**Task prompt**
Locate the line that contains "impl PredictiveModel for". Copy it and every following line through the end of the records, exactly, and include nothing else.

*** Given entries ***

//! Linear-regression model loaded from a JSON artifact
//!
//! The artifact holds the fitted coefficients and intercept exported from
//! the training pipeline. A model fitted on a 2-D target exports them as a
//! single-row matrix and a one-element intercept; both layouts are accepted.

use super::{ModelOutput, PredictiveModel};
use crate::error::{InferenceError, ModelLoadError};
use crate::params::{Feature, FeatureVector, FEATURE_COUNT};
use serde::{Deserialize, Serialize};
use tracing::debug;

/// Coefficients as a flat vector or as a single-row matrix
#[derive(Debug, Clone, PartialEq, Serialize, Deserialize)]
#[serde(untagged)]
pub enum Coefficients {
    Flat(Vec<f64>),
    Rows(Vec<Vec<f64>>),
}

/// Intercept as a bare number or a one-element vector
#[derive(Debug, Clone, PartialEq, Serialize, Deserialize)]
#[serde(untagged)]
pub enum Intercept {
    Scalar(f64),
    Vector(Vec<f64>),
}

/// On-disk representation of a fitted linear model
#[derive(Debug, Clone, PartialEq, Serialize, Deserialize)]
pub struct LinearArtifact {
    #[serde(default)]
    pub version: Option<String>,
    /// Training column order; checked against the fixed feature order when present
    #[serde(default)]
    pub feature_names: Option<Vec<String>>,
    pub coefficients: Coefficients,
    pub intercept: Intercept,
}

/// Fitted linear regression: `intercept + Σ coef_i · x_i`
#[derive(Debug, Clone, PartialEq)]
pub struct LinearModel {
    coefficients: FeatureVector,
    intercept: f64,
    version: String,
}

impl LinearModel {
    pub fn new(coefficients: FeatureVector, intercept: f64, version: impl Into<String>) -> Self {
        Self {
            coefficients,
            intercept,
            version: version.into(),
        }
    }

    /// Parse and check a JSON artifact
    pub fn from_json(bytes: &[u8]) -> Result<Self, ModelLoadError> {
        let artifact: LinearArtifact = serde_json::from_slice(bytes)?;
        Self::from_artifact(artifact)
    }

    pub fn from_artifact(artifact: LinearArtifact) -> Result<Self, ModelLoadError> {
        if let Some(names) = &artifact.feature_names {
            check_feature_names(names)?;
        }

        let coefficients = match artifact.coefficients {
            Coefficients::Flat(values) => values,
            Coefficients::Rows(mut rows) => {
                if rows.len() != 1 {
                    return Err(ModelLoadError::InvalidArtifact(format!(
                        "expected a single target row of coefficients, got {}",
                        rows.len()
                    )));
                }
                rows.remove(0)
            }
        };
        let coefficients: FeatureVector = coefficients.try_into().map_err(|v: Vec<f64>| {
            ModelLoadError::InvalidArtifact(format!(
                "expected {} coefficients, got {}",
                FEATURE_COUNT,
                v.len()
            ))
        })?;

        let intercept = match artifact.intercept {
            Intercept::Scalar(value) => value,
            Intercept::Vector(values) => match values.as_slice() {
                [value] => *value,
                _ => {
                    return Err(ModelLoadError::InvalidArtifact(format!(
                        "expected a single intercept, got {}",
                        values.len()
                    )))
                }
            },
        };

        if !intercept.is_finite() || coefficients.iter().any(|c| !c.is_finite()) {
            return Err(ModelLoadError::InvalidArtifact(
                "coefficients and intercept must be finite".to_string(),
            ));
        }

        let version = artifact.version.unwrap_or_else(|| "unversioned".to_string());
        debug!(version = %version, intercept = intercept, "Parsed linear model artifact");
        Ok(Self::new(coefficients, intercept, version))
    }

    /// Replace the version label carried by the artifact
    pub fn with_version(mut self, version: impl Into<String>) -> Self {
        self.version = version.into();
        self
    }

    pub fn coefficients(&self) -> &FeatureVector {
        &self.coefficients
    }

    pub fn intercept(&self) -> f64 {
        self.intercept
    }

    fn evaluate(&self, row: &FeatureVector) -> f64 {
        self.intercept
            + self
                .coefficients
                .iter()
                .zip(row.iter())
                .map(|(c, x)| c * x)
                .sum::<f64>()
    }
}

fn check_feature_names(names: &[String]) -> Result<(), ModelLoadError> {
    let expected: Vec<&str> = Feature::ALL.iter().map(|f| f.name()).collect();
    if names.len() != expected.len() || names.iter().zip(&expected).any(|(a, b)| a != b) {
        return Err(ModelLoadError::InvalidArtifact(format!(
            "feature order {:?} does not match expected {:?}",
            names, expected
        )));
    }
    Ok(())
}

impl PredictiveModel for LinearModel {
    fn predict(&self, rows: &[FeatureVector]) -> Result<ModelOutput, InferenceError> {
        Ok(ModelOutput::Batch(rows.iter().map(|row| self.evaluate(row)).collect()))
    }

    fn model_version(&self) -> &str {
        &self.version
    }
}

*** End of Given entries ***

**Result for this task**
impl PredictiveModel for LinearModel {
    fn predict(&self, rows: &[FeatureVector]) -> Result<ModelOutput, InferenceError> {
        Ok(ModelOutput::Batch(rows.iter().map(|row| self.evaluate(row)).collect()))
    }

    fn model_version(&self) -> &str {
        &self.version
    }
}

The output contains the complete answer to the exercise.